Entries shown Start Marker

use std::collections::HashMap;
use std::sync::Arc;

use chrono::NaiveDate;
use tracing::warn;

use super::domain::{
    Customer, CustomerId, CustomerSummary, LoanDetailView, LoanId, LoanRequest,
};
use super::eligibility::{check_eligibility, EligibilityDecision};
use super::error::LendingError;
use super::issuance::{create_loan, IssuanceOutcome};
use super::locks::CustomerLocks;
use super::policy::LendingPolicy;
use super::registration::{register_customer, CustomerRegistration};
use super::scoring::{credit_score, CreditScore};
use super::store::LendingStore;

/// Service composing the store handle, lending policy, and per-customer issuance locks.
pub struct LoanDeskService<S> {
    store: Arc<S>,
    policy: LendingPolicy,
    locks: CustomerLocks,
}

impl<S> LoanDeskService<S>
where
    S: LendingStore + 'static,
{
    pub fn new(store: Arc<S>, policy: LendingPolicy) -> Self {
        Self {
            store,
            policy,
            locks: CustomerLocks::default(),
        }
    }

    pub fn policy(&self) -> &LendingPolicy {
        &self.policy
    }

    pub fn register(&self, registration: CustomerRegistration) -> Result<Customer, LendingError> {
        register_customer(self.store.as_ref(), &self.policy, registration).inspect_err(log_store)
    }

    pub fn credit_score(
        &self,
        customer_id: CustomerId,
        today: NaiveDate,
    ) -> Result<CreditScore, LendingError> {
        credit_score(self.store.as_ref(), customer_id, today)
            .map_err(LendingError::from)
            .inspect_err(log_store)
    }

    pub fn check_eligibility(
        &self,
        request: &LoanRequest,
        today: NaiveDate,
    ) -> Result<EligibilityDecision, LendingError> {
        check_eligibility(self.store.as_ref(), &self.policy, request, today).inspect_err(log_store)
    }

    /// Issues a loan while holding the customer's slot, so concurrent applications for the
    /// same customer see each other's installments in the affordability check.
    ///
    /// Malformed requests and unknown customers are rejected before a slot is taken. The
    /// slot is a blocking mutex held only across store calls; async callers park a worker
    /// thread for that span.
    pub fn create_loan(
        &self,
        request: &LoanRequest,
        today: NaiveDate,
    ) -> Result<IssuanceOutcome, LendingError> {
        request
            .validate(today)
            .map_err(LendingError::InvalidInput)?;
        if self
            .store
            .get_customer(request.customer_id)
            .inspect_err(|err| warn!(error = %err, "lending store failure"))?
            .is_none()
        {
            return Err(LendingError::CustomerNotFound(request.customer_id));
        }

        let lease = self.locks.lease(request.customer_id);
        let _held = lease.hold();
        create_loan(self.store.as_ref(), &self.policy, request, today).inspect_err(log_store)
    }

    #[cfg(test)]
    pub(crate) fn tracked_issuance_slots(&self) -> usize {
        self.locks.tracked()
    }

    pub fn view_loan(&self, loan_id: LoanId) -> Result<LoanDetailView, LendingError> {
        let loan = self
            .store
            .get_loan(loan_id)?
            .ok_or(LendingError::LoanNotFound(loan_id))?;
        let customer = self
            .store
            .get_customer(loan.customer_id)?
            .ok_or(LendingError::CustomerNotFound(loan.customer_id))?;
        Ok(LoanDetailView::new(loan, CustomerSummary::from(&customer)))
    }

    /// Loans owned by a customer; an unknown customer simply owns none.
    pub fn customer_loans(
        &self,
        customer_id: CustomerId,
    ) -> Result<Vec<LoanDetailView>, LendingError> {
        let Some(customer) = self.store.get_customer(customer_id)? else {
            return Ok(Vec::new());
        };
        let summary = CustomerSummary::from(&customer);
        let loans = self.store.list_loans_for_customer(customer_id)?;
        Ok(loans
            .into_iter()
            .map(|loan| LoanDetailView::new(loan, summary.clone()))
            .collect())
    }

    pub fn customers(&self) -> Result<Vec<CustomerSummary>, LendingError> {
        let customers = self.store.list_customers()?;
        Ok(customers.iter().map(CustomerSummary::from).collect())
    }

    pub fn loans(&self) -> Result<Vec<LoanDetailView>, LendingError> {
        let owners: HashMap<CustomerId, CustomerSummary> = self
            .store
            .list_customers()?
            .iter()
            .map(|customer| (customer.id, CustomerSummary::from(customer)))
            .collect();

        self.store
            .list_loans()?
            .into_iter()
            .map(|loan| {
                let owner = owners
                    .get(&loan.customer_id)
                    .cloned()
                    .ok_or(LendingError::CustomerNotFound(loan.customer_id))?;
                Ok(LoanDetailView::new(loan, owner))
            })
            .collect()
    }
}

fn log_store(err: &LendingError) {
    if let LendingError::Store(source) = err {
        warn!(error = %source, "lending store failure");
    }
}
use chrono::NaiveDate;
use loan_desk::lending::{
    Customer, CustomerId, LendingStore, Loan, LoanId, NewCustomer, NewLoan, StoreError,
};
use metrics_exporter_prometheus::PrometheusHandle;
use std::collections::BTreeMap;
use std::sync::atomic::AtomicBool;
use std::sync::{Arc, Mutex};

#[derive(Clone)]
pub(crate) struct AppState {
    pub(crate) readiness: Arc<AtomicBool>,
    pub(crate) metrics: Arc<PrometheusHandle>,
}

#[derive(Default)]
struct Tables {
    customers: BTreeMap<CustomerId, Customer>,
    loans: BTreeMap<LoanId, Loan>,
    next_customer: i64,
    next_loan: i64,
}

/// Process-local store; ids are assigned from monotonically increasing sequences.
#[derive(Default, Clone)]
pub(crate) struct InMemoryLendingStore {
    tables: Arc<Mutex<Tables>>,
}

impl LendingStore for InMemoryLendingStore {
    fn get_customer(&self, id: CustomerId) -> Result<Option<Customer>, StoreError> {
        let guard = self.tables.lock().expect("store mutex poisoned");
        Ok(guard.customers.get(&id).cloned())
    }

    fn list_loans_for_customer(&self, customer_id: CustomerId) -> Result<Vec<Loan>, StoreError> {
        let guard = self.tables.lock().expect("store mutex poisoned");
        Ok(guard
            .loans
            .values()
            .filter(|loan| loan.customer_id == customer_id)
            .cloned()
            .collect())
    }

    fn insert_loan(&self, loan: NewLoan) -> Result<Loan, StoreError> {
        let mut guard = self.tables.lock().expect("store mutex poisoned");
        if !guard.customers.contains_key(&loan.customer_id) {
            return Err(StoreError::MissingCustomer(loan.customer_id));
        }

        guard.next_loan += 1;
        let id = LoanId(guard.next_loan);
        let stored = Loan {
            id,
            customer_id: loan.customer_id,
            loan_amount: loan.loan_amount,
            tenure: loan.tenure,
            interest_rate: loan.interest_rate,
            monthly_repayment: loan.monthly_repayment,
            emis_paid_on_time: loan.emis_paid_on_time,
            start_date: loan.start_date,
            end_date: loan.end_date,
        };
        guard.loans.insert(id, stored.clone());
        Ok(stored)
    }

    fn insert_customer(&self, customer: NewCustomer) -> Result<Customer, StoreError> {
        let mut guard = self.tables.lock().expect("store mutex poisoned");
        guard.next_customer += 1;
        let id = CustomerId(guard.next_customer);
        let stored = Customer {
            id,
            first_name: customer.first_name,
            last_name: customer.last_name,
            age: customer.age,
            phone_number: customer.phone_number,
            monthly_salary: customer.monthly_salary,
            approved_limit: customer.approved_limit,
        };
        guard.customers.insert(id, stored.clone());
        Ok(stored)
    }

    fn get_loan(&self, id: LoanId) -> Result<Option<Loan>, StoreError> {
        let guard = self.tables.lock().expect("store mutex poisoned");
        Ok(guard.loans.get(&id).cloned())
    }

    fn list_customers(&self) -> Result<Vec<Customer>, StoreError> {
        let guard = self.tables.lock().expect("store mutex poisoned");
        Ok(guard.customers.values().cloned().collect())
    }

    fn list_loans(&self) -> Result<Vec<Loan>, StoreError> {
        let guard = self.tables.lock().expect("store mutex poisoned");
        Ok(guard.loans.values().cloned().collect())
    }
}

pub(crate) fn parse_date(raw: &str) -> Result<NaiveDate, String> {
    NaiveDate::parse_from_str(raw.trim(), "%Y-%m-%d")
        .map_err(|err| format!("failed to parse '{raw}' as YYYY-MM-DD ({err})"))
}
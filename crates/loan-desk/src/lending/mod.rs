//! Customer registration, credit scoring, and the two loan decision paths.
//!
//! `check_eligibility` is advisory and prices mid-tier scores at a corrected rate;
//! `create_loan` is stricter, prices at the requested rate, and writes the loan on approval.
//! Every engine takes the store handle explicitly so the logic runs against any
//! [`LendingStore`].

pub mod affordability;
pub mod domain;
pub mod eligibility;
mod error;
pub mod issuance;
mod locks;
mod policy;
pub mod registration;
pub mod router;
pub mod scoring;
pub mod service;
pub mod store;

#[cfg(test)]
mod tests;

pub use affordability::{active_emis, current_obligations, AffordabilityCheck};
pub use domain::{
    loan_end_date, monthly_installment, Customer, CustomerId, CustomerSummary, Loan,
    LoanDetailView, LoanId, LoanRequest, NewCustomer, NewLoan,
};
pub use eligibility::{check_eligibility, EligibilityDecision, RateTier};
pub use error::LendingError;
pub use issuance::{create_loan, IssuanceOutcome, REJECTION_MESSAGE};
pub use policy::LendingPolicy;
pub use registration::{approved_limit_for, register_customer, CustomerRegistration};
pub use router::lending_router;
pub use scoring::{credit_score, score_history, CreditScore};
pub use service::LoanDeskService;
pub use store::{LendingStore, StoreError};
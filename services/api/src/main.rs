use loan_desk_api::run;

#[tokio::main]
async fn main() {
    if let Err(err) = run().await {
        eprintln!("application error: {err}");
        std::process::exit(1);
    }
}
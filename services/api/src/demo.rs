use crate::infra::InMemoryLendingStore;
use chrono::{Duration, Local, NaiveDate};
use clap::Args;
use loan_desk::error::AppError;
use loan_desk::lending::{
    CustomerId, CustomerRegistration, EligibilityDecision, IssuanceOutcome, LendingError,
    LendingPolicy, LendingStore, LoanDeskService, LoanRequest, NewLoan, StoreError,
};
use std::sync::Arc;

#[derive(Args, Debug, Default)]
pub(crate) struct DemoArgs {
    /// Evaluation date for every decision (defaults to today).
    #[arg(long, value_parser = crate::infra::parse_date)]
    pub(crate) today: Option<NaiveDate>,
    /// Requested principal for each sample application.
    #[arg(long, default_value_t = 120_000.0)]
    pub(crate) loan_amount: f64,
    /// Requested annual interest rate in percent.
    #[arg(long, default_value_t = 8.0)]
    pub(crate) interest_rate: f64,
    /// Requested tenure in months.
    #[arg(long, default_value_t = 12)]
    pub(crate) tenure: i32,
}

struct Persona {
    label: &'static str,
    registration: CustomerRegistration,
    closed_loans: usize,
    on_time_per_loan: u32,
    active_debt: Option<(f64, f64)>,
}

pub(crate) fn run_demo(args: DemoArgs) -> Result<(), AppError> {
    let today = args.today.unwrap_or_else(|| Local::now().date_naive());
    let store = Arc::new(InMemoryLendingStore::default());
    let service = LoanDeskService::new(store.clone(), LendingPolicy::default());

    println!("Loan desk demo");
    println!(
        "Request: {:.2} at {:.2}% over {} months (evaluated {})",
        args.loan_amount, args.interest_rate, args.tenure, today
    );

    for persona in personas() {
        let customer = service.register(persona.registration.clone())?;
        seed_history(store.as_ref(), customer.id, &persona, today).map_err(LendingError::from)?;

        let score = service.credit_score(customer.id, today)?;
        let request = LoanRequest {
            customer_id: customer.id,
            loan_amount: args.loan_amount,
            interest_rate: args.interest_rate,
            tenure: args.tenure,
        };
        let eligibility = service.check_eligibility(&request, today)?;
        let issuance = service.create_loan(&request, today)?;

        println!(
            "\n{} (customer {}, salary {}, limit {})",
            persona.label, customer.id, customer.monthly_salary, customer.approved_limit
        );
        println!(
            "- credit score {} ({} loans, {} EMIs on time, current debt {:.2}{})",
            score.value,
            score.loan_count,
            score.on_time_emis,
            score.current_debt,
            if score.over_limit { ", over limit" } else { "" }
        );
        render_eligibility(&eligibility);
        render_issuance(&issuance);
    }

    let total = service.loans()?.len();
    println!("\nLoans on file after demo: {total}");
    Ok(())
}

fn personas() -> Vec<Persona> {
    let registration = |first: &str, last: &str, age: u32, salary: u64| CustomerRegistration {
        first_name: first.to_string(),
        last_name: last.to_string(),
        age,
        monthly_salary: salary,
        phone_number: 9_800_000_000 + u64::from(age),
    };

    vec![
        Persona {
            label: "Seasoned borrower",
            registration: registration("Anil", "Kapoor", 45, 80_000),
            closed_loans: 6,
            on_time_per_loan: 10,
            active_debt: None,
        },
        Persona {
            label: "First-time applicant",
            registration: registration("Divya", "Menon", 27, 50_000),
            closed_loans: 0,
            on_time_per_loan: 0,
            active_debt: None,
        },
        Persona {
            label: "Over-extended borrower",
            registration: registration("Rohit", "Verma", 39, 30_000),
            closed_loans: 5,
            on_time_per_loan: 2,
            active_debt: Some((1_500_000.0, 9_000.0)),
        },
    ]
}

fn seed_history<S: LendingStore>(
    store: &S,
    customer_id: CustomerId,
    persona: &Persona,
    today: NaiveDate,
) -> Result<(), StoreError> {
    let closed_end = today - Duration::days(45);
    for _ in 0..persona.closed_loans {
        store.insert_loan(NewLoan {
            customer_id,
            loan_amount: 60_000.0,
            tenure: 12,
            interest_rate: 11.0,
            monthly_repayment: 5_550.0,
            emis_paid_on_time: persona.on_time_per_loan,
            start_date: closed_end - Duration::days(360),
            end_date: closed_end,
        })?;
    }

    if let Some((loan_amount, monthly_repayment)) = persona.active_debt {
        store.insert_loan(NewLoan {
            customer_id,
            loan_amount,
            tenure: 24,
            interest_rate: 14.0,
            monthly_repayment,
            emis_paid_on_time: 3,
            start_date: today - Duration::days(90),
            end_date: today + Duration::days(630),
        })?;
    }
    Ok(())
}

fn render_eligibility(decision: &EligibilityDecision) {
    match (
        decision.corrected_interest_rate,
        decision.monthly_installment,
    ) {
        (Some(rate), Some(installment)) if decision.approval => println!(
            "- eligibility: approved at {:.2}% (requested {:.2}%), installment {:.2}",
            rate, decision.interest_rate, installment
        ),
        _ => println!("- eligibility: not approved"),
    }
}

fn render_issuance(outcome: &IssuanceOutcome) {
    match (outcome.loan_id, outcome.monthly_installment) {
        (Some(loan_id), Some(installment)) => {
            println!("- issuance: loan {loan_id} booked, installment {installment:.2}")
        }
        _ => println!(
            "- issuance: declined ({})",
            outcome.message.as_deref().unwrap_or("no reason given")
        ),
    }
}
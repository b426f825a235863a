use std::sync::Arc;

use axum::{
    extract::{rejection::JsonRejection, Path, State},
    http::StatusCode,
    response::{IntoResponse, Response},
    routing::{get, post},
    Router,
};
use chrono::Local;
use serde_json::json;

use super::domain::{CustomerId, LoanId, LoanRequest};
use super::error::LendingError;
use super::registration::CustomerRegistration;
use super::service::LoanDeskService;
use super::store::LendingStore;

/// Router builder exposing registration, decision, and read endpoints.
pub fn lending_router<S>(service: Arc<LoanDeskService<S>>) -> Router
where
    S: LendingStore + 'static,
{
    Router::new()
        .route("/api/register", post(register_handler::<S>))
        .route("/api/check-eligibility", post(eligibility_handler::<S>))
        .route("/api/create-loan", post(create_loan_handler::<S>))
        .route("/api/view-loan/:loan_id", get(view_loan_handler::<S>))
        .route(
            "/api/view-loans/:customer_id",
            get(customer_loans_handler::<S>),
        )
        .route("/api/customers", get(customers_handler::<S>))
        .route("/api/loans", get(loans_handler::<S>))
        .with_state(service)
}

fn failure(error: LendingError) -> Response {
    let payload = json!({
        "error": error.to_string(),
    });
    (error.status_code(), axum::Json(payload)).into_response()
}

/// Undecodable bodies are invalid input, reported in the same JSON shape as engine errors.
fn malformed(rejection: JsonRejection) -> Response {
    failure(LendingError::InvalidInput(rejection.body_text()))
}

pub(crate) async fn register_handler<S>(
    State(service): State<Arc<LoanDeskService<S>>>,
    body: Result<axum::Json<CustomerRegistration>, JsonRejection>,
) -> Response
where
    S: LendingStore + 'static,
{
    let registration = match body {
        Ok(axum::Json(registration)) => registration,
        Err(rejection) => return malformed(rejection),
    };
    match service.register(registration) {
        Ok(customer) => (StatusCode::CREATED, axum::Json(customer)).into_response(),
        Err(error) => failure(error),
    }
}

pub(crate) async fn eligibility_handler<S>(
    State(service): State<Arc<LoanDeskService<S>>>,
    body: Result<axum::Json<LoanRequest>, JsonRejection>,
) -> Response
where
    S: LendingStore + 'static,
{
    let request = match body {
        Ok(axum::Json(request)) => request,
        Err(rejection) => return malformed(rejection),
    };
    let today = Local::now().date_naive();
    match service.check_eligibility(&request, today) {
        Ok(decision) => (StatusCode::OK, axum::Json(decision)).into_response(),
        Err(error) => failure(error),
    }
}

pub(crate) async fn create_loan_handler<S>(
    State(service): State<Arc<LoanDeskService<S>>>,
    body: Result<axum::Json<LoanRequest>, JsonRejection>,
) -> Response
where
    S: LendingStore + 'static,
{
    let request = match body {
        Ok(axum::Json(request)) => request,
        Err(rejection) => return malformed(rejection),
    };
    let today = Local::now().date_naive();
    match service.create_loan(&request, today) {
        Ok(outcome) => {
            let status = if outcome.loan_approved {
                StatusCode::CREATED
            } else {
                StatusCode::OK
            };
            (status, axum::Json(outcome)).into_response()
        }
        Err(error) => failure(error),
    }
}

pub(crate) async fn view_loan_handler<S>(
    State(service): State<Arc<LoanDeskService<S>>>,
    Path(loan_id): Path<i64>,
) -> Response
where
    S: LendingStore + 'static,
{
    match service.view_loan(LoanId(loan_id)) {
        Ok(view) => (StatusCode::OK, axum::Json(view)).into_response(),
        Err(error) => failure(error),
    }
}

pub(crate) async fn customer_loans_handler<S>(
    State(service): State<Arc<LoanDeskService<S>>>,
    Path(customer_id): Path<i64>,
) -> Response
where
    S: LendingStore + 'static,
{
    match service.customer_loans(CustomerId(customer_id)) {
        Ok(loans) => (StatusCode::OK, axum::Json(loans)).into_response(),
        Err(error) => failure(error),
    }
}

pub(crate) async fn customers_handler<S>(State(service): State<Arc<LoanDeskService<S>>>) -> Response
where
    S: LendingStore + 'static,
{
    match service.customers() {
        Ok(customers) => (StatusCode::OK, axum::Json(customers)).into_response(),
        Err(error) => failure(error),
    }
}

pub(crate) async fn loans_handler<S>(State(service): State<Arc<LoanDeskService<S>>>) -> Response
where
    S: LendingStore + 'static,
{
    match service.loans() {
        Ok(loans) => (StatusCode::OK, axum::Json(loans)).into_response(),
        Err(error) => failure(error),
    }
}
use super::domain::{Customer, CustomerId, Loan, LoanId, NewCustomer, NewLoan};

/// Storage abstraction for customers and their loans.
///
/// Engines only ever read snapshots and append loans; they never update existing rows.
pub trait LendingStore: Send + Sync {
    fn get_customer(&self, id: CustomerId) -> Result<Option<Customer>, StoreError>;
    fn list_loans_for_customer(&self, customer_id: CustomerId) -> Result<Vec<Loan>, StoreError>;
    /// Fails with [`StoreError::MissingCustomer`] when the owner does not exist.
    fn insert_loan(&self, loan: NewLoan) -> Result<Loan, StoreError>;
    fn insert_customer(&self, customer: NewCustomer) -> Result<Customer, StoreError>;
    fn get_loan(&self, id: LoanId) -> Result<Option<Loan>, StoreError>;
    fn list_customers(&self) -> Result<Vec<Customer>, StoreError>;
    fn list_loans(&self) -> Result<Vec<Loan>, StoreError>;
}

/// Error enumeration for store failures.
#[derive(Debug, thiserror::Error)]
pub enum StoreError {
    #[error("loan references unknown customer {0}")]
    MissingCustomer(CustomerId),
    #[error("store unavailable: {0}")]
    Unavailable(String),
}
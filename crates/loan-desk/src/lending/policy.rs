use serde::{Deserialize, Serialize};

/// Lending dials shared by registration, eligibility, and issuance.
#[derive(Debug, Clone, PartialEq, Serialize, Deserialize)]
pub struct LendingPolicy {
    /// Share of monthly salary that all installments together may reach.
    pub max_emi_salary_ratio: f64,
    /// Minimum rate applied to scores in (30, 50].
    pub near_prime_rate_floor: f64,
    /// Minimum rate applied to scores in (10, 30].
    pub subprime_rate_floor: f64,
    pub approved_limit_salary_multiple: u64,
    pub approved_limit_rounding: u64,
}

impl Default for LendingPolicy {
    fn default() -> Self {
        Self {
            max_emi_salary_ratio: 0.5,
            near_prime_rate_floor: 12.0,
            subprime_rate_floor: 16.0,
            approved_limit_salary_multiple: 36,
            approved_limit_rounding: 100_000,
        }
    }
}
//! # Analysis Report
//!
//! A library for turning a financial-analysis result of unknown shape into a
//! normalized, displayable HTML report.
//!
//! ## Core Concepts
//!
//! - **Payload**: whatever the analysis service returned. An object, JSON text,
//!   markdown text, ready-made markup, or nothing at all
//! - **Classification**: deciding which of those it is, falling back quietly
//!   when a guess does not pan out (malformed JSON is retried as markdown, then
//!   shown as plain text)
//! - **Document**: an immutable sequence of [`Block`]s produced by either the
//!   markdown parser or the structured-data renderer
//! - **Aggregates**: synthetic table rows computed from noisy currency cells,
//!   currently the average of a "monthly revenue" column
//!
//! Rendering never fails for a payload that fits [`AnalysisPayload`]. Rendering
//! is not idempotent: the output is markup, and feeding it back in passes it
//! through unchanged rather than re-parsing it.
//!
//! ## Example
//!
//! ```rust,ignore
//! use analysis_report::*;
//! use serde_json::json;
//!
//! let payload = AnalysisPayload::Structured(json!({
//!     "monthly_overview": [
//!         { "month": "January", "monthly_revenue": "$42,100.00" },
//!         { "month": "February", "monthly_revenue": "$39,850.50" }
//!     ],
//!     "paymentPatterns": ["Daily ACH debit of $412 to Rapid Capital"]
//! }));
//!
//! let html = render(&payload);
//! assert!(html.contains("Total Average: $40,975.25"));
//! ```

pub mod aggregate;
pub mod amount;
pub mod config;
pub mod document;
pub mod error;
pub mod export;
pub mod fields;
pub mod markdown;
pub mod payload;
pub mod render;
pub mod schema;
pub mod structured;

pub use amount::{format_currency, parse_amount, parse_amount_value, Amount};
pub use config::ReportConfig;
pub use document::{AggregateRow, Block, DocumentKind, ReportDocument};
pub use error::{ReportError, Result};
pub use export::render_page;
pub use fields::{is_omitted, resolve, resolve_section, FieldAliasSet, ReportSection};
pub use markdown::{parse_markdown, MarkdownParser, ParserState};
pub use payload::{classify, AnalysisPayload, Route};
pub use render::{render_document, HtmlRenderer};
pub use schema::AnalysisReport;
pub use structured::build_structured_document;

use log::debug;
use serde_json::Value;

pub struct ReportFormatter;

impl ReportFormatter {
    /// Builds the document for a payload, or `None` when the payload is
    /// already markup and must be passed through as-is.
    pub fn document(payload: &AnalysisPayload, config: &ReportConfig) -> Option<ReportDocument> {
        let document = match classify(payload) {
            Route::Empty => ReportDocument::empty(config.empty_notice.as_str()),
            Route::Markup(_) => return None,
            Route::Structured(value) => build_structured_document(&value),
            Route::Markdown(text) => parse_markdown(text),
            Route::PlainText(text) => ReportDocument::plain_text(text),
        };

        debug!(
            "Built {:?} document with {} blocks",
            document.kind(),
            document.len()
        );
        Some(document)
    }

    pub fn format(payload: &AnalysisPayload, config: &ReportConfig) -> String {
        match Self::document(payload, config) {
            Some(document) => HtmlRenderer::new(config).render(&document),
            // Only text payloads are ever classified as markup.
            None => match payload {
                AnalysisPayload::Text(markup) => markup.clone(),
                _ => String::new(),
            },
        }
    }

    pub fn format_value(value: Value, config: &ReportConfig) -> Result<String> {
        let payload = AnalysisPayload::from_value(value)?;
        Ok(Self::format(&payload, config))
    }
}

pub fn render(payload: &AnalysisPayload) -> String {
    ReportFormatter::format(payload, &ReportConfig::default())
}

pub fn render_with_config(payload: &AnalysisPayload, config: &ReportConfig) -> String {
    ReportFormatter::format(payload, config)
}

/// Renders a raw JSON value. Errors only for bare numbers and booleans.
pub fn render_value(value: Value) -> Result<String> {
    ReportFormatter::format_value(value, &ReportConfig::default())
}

Entries shown End Marker

# What the task requires:
Report how many lines in the data contain the word "owners", with no words besides the number.

# Solution:
2